Aseahawkfan wrote:I always find it strange that both Christians and Communists follow a philosophy created by a Jewish person and embraced by Jewish people initially, yet have groups of strongly anti-semitic groups in their nations and religions. Jesus and Karl Marx were both Jewish. Their philosophies have been embraced by certain large groups. Yet without love for the Jewish folk that both come from. I wonder why that happens.
This Ukrainians are anti-Semites is also strange since Zelensky is Jewish. The Russian propaganda does not the fit the reality.
It's all very strange.
That's the 65 thousand dollar question: What happens when Putin is gone? Will he be replaced by someone like Gorbachev or someone like Stalin?
We all thought that back in the 90's, that we had finally defeated the USSR and that they would become a country like those in western Europe. But low and behold, here we are, some 30 years later, back in virtually the same spot that we were back when the Soviets were in power.
It's not too different than the sentiment in this country towards Germany in the first half of the 20th century and why a lot of people were against re-unification, including my old man, who said: We had to beat them in a war twice within 30 years. Fool me once, shame on you. Fool me twice, shame on me.
RiverDog wrote:I didn't know that Zelensky was Jewish. I pay less attention to what religion a person is than I do their race or country of origin. I didn't realize that Mitt Romney was a Mormon until he became a Senator from Utah after he ran for POTUS. If Ukraine comes out of this war without being subjected to Russian rule, I'll bet it squashes out anti Semitism in that country.
RiverDog wrote:I didn't know that Zelensky was Jewish. I pay less attention to what religion a person is than I do their race or country of origin. I didn't realize that Mitt Romney was a Mormon until he became a Senator from Utah after he ran for POTUS. If Ukraine comes out of this war without being subjected to Russian rule, I'll bet it squashes out anti Semitism in that country.

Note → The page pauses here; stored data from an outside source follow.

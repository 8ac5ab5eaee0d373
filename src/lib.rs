//! # Zoekt Client
//!
//! A Rust library for querying a Zoekt code search server: structured
//! search and repository listing over its JSON API, typed results, and
//! helpers for building filtered queries and rendering matches.
//!
//! ## Main Components
//!
//! - [`ZoektClient`] / [`BlockingZoektClient`]: HTTP clients with retries
//! - [`QueryComponents`]: parse, edit and rebuild `key:value` filter queries
//! - [`evaluate_file_url_template`]: turn a result's URL templates into links
//! - [`adjust_offset_for_tabs`]: map match columns onto tab-expanded lines
//! - [`BatchRunner`]: concurrent searches with progress display
//!
//! ## Example
//!
//! ```no_run
//! use zoekt_client::{ClientConfig, QueryComponents, SearchOptions, ZoektClient};
//!
//! #[tokio::main]
//! async fn main() -> Result<(), Box<dyn std::error::Error + Send + Sync>> {
//!     let client = ZoektClient::new(ClientConfig::new("localhost", 6070))?;
//!
//!     // Narrow a user query down to Rust files in one organisation
//!     let mut query = QueryComponents::parse("\"error handling\" -repo:archive");
//!     query.set_language("rust");
//!     query.add_repo_pattern("myorg/");
//!
//!     let result = client.search(&query.build(), &SearchOptions::default()).await?;
//!     for file in &result.files {
//!         println!("{}/{}", file.repository, file.file_name);
//!         if let Some(url) = result.file_url(file, file.first_line_number()) {
//!             println!("  {url}");
//!         }
//!     }
//!
//!     Ok(())
//! }
//! ```

mod args;
mod batch;
mod blocking;
mod client;
mod config;
mod error;
pub mod highlight;
pub mod models;
mod options;
mod query;
pub mod render;
mod url_template;

// Re-export main components for documentation and external use
pub use crate::args::{Args, Command};
pub use crate::batch::BatchRunner;
pub use crate::blocking::BlockingZoektClient;
pub use crate::client::ZoektClient;
pub use crate::config::{ClientConfig, DEFAULT_HOST, DEFAULT_PORT};
pub use crate::error::ZoektError;
pub use crate::highlight::{adjust_offset_for_tabs, DEFAULT_TAB_SIZE};
pub use crate::models::{
    decode_base64, ChunkMatch, FileMatch, LineMatch, Position, Range, RepositoryInfo,
    RepositoryList, SearchResult,
};
pub use crate::options::{ListOptions, ListOptionsField, ListRequest, SearchOptions, SearchRequest};
pub use crate::query::{build_query, parse_query_components, FilterValue, QueryComponents};
pub use crate::url_template::{
    evaluate_file_url_template, evaluate_repo_url_template, TemplateArg, UrlTemplate,
};
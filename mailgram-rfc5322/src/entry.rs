//! Named entry points into the grammar.
use std::{fmt, str::FromStr};

use bstr::BString;
use mailgram::{text::Rule, ParseResult, Parser};
use once_cell::sync::Lazy;
use tracing::{debug, trace};

use crate::{
    error::{UnknownEntry, ValidationError},
    Grammar,
};

/// A top-level production that inputs can be checked against.
#[derive(Clone, Copy, Debug, PartialEq, Eq, Hash)]
pub enum Entry {
    /// `addr-spec`, a bare `local-part@domain` address.
    AddrSpec,
    /// `angle-addr`, an address in angle brackets with optional surrounding comments and white
    /// space.
    AngleAddr,
    /// `name-addr`, an optional display name followed by an `angle-addr`.
    NameAddr,
    /// `mailbox`, a `name-addr` or a bare `addr-spec`.
    Mailbox,
}

impl Entry {
    /// All entry points.
    pub const ALL: [Entry; 4] = [
        Entry::AddrSpec,
        Entry::AngleAddr,
        Entry::NameAddr,
        Entry::Mailbox,
    ];

    /// The name of the RFC 5322 production.
    pub fn name(self) -> &'static str {
        match self {
            Entry::AddrSpec => "addr-spec",
            Entry::AngleAddr => "angle-addr",
            Entry::NameAddr => "name-addr",
            Entry::Mailbox => "mailbox",
        }
    }
}

impl fmt::Display for Entry {
    fn fmt(&self, f: &mut fmt::Formatter<'_>) -> fmt::Result {
        f.write_str(self.name())
    }
}

impl FromStr for Entry {
    type Err = UnknownEntry;

    fn from_str(name: &str) -> Result<Self, Self::Err> {
        Entry::ALL
            .into_iter()
            .find(|entry| entry.name().eq_ignore_ascii_case(name))
            .ok_or_else(|| UnknownEntry(name.to_owned()))
    }
}

impl Grammar {
    /// Returns the rule of an entry point.
    pub fn rule(&self, entry: Entry) -> &Rule {
        match entry {
            Entry::AddrSpec => &self.addr_spec,
            Entry::AngleAddr => &self.angle_addr,
            Entry::NameAddr => &self.name_addr,
            Entry::Mailbox => &self.mailbox,
        }
    }

    /// Matches a prefix of `input` against an entry point.
    ///
    /// On success, the returned text is the matched prefix and the returned cursor points at the
    /// remaining input. The match does not have to extend to the end of the input; use
    /// [`validate`][Self::validate] to check a complete input.
    pub fn parse<'a, I>(&self, entry: Entry, input: &'a I) -> ParseResult<'a, BString>
    where
        I: AsRef<[u8]> + ?Sized,
    {
        let result = self.rule(entry).parse_bytes(input.as_ref());
        match &result {
            Ok((matched, rest)) => {
                trace!(%entry, %matched, remaining = rest.rest().len(), "matched");
            }
            Err(failure) => {
                trace!(%entry, %failure, kind = %failure.kind, "no match");
            }
        }
        result
    }

    /// Checks that all of `input` matches an entry point.
    ///
    /// Returns the matched text, which is equal to `input` on success.
    pub fn validate<I>(&self, entry: Entry, input: &I) -> Result<BString, ValidationError>
    where
        I: AsRef<[u8]> + ?Sized,
    {
        let (matched, rest) = self.parse(entry, input).map_err(|failure| {
            debug!(%entry, %failure, "rejected");
            ValidationError::Rejected { entry, failure }
        })?;
        if !rest.is_at_end() {
            debug!(%entry, offset = rest.position(), "trailing input");
            return Err(ValidationError::TrailingInput {
                entry,
                matched,
                offset: rest.position(),
            });
        }
        Ok(matched)
    }
}

static DEFAULT_GRAMMAR: Lazy<Grammar> = Lazy::new(Grammar::default);

/// Returns the grammar built with the default [`Config`][crate::Config].
pub fn default_grammar() -> &'static Grammar {
    &DEFAULT_GRAMMAR
}

/// Matches a prefix of `input` against `addr-spec`, using the [default grammar][default_grammar].
pub fn addr_spec<I: AsRef<[u8]> + ?Sized>(input: &I) -> ParseResult<'_, BString> {
    DEFAULT_GRAMMAR.parse(Entry::AddrSpec, input)
}

/// Matches a prefix of `input` against `angle-addr`, using the [default grammar][default_grammar].
pub fn angle_addr<I: AsRef<[u8]> + ?Sized>(input: &I) -> ParseResult<'_, BString> {
    DEFAULT_GRAMMAR.parse(Entry::AngleAddr, input)
}

/// Matches a prefix of `input` against `name-addr`, using the [default grammar][default_grammar].
pub fn name_addr<I: AsRef<[u8]> + ?Sized>(input: &I) -> ParseResult<'_, BString> {
    DEFAULT_GRAMMAR.parse(Entry::NameAddr, input)
}

/// Matches a prefix of `input` against `mailbox`, using the [default grammar][default_grammar].
pub fn mailbox<I: AsRef<[u8]> + ?Sized>(input: &I) -> ParseResult<'_, BString> {
    DEFAULT_GRAMMAR.parse(Entry::Mailbox, input)
}

/// Checks that all of `input` matches an entry point, using the [default grammar][default_grammar].
pub fn validate<I: AsRef<[u8]> + ?Sized>(entry: Entry, input: &I) -> Result<BString, ValidationError> {
    DEFAULT_GRAMMAR.validate(entry, input)
}
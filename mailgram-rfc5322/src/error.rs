use bstr::BString;
use mailgram::Failure;
use thiserror::Error;

use crate::Entry;

/// Why an input is not a complete match of an entry point.
#[derive(Error, Clone, Debug, PartialEq, Eq)]
pub enum ValidationError {
    /// The grammar rejected the input.
    #[error("invalid {entry}: {failure}")]
    Rejected {
        /// The entry point that was used.
        entry: Entry,
        /// The failure of the entry point's rule.
        #[source]
        failure: Failure,
    },
    /// A prefix of the input matched, but more input followed it.
    #[error("invalid {entry}: unexpected input at offset {offset} after {matched:?}")]
    TrailingInput {
        /// The entry point that was used.
        entry: Entry,
        /// The matching prefix.
        matched: BString,
        /// Offset of the first byte that is not part of the match.
        offset: usize,
    },
}

impl ValidationError {
    /// Returns the failure when the grammar rejected the input.
    pub fn failure(&self) -> Option<&Failure> {
        match self {
            ValidationError::Rejected { failure, .. } => Some(failure),
            ValidationError::TrailingInput { .. } => None,
        }
    }

    /// Byte offset at which the input stopped being valid.
    pub fn offset(&self) -> usize {
        match self {
            ValidationError::Rejected { failure, .. } => failure.offset,
            ValidationError::TrailingInput { offset, .. } => *offset,
        }
    }
}

/// The name passed to [`Entry::from_str`][std::str::FromStr::from_str] is not an entry point.
#[derive(Error, Clone, Debug, PartialEq, Eq)]
#[error("unknown entry point {0:?}, expected one of addr-spec, angle-addr, name-addr, mailbox")]
pub struct UnknownEntry(pub String);
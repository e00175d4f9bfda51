//! Generic combinators working on parsers of any value type.
//!
//! The combinators in this module collect the values of their parts. See the [`text`][crate::text]
//! module for variants that concatenate matched text instead.
use std::{borrow::Cow, fmt, sync::Arc};

use once_cell::sync::OnceCell;

use crate::{from_fn, BoxedParser, Cursor, Failure, ParseResult, ParseResultExt, Parser};

/// Runs `parts` one after the other, each starting where the previous one stopped.
///
/// Fails with the failure of the first part that fails. As cursors are never modified, nothing is
/// consumed in that case.
pub fn sequence<T: 'static>(parts: impl IntoIterator<Item = BoxedParser<T>>) -> BoxedParser<Vec<T>> {
    let parts: Vec<_> = parts.into_iter().collect();
    from_fn(move |input| {
        let mut values = Vec::with_capacity(parts.len());
        let mut rest = input;
        for part in &parts {
            let (value, next) = part.parse(rest)?;
            values.push(value);
            rest = next;
        }
        Ok((values, rest))
    })
}

/// Tries `alternatives` in order against the same input, returning the first success.
///
/// A soft failure moves on to the next alternative. A hard failure is returned immediately and the
/// remaining alternatives are not tried. When every alternative fails softly, the failure that got
/// furthest into the input is returned, preferring earlier alternatives on ties.
///
/// This will panic if `alternatives` is empty.
pub fn choice<T: 'static>(alternatives: impl IntoIterator<Item = BoxedParser<T>>) -> BoxedParser<T> {
    let alternatives: Vec<_> = alternatives.into_iter().collect();
    assert!(!alternatives.is_empty(), "choice without alternatives");
    from_fn(move |input| {
        let mut furthest: Option<Failure> = None;
        for alternative in &alternatives {
            match alternative.parse(input) {
                Err(failure) if failure.is_soft() => {
                    furthest = Some(match furthest {
                        Some(previous) => previous.furthest(failure),
                        None => failure,
                    });
                }
                result => return result,
            }
        }
        Err(furthest.unwrap_or_else(|| Failure::soft("no alternative").at(input.position())))
    })
}

/// Matches `parser` zero or more times.
///
/// Repetition stops at the first soft failure, which is not an error. A hard failure is returned.
/// Repetition also stops after a match that did not consume any input, as it would repeat forever
/// otherwise; the empty match is not included.
pub fn many<T: 'static>(parser: BoxedParser<T>) -> BoxedParser<Vec<T>> {
    from_fn(move |input| {
        let mut values = vec![];
        let mut rest = input;
        loop {
            match parser.parse(rest) {
                Ok((value, next)) if next.position() > rest.position() => {
                    values.push(value);
                    rest = next;
                }
                Ok(_) => break,
                Err(failure) if failure.is_soft() => break,
                Err(failure) => return Err(failure),
            }
        }
        Ok((values, rest))
    })
}

/// Matches `parser` exactly `count` times in a row.
///
/// Fails with the failure that broke the chain.
pub fn exactly<T: 'static>(count: usize, parser: BoxedParser<T>) -> BoxedParser<Vec<T>> {
    from_fn(move |input| {
        let mut values = Vec::with_capacity(count);
        let mut rest = input;
        for _ in 0..count {
            let (value, next) = parser.parse(rest)?;
            values.push(value);
            rest = next;
        }
        Ok((values, rest))
    })
}

/// Matches `parser` at least `count` times, as many times as possible.
///
/// Equivalent to [`exactly`] followed by [`many`].
pub fn at_least<T: 'static>(count: usize, parser: BoxedParser<T>) -> BoxedParser<Vec<T>> {
    let required = exactly(count, parser.clone());
    let more = many(parser);
    from_fn(move |input| {
        let (mut values, rest) = required.parse(input)?;
        let (tail, rest) = more.parse(rest)?;
        values.extend(tail);
        Ok((values, rest))
    })
}

/// Matches `parser` if possible, otherwise matches nothing.
///
/// This never fails. It absorbs failures of both severities, so it must only be used where the
/// grammar marks a construct as optional.
pub fn optional<T: 'static>(parser: BoxedParser<T>) -> BoxedParser<Option<T>> {
    from_fn(move |input| Ok(parser.parse(input).optional(input)))
}

/// Limits how deeply `parser` may be nested within itself.
///
/// Each invocation of the returned parser counts as one level. When the input is already nested
/// `limit` levels deep, the parser fails with a hard failure carrying `reason` instead of
/// recursing further.
///
/// The depth is checked before `parser` sees any input. For a construct with an opening
/// delimiter, guard the part after the delimiter, so that a position where the construct does not
/// start is still a soft failure at the deepest level.
pub fn nested<T: 'static>(
    limit: usize,
    reason: impl Into<Cow<'static, str>>,
    parser: BoxedParser<T>,
) -> BoxedParser<T> {
    let reason = reason.into();
    from_fn(move |input| {
        if input.depth() >= limit {
            return Err(Failure::hard(reason.clone()).at(input.position()));
        }
        let (value, rest) = parser.parse(input.descend())?;
        Ok((value, rest.ascend()))
    })
}

/// A parser that is defined after it is first referenced.
///
/// Grammars with recursive rules cannot be built bottom-up: the rule for a comment contains the
/// rule for comment content, which in turn contains the rule for a comment. A `Later` is created
/// empty, used like any other parser while building the rules that refer to it, and finally
/// initialized with its definition using [`init`][Self::init].
///
/// The definition is looked up each time the parser runs, so it only has to be present before
/// parsing starts.
///
/// Note that a recursive grammar built this way contains a reference cycle and is never freed.
pub struct Later<T> {
    name: &'static str,
    definition: Arc<OnceCell<BoxedParser<T>>>,
}

impl<T> Clone for Later<T> {
    fn clone(&self) -> Self {
        Self {
            name: self.name,
            definition: Arc::clone(&self.definition),
        }
    }
}

impl<T> fmt::Debug for Later<T> {
    fn fmt(&self, f: &mut fmt::Formatter<'_>) -> fmt::Result {
        f.debug_struct("Later")
            .field("name", &self.name)
            .field("initialized", &self.is_initialized())
            .finish()
    }
}

impl<T> Later<T> {
    /// Creates an uninitialized parser, named `name` in panic messages.
    pub fn new(name: &'static str) -> Self {
        Self {
            name,
            definition: Arc::new(OnceCell::new()),
        }
    }

    /// Returns whether [`init`][Self::init] was called.
    pub fn is_initialized(&self) -> bool {
        self.definition.get().is_some()
    }

    /// Sets the definition of this parser and of all its clones.
    ///
    /// # Panics
    ///
    /// Panics when the definition was already set.
    pub fn init(&self, definition: BoxedParser<T>) {
        if self.definition.set(definition).is_err() {
            panic!("rule `{}` initialized twice", self.name);
        }
    }
}

impl<T> Parser<T> for Later<T> {
    /// Runs the definition of this parser.
    ///
    /// # Panics
    ///
    /// Panics when [`init`][Self::init] was not called yet. This is a mistake in the grammar, not
    /// in the input.
    fn parse<'a>(&self, input: Cursor<'a>) -> ParseResult<'a, T> {
        match self.definition.get() {
            Some(definition) => definition.parse(input),
            None => panic!("rule `{}` used before it was initialized", self.name),
        }
    }
}

impl<T: 'static> From<Later<T>> for BoxedParser<T> {
    fn from(later: Later<T>) -> Self {
        later.boxed()
    }
}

I-5 wrote:Yeah, Riv, Zelensky has a fascinating and tragic family history that is mixed with the history of jews in Ukraine - his grandfather Semyon was an officer in the Red Army that was part of the Berlin offensive during WWII - yet Semyon's own father and three brothers all perished in the Holocaust when the Germans massacred jews in Ukraine. So for Putin to claim to use 'de-nazification' as one of his justifications for wanting to take Kyiv is the ultimate irony. Putin in his cruel nature is well aware of Zelensky's lineage while making this claim.
I-5 wrote:Stories like that really make me admire Ike. He understood his role in history, and he correctly predicted the rise of the military industrial complex.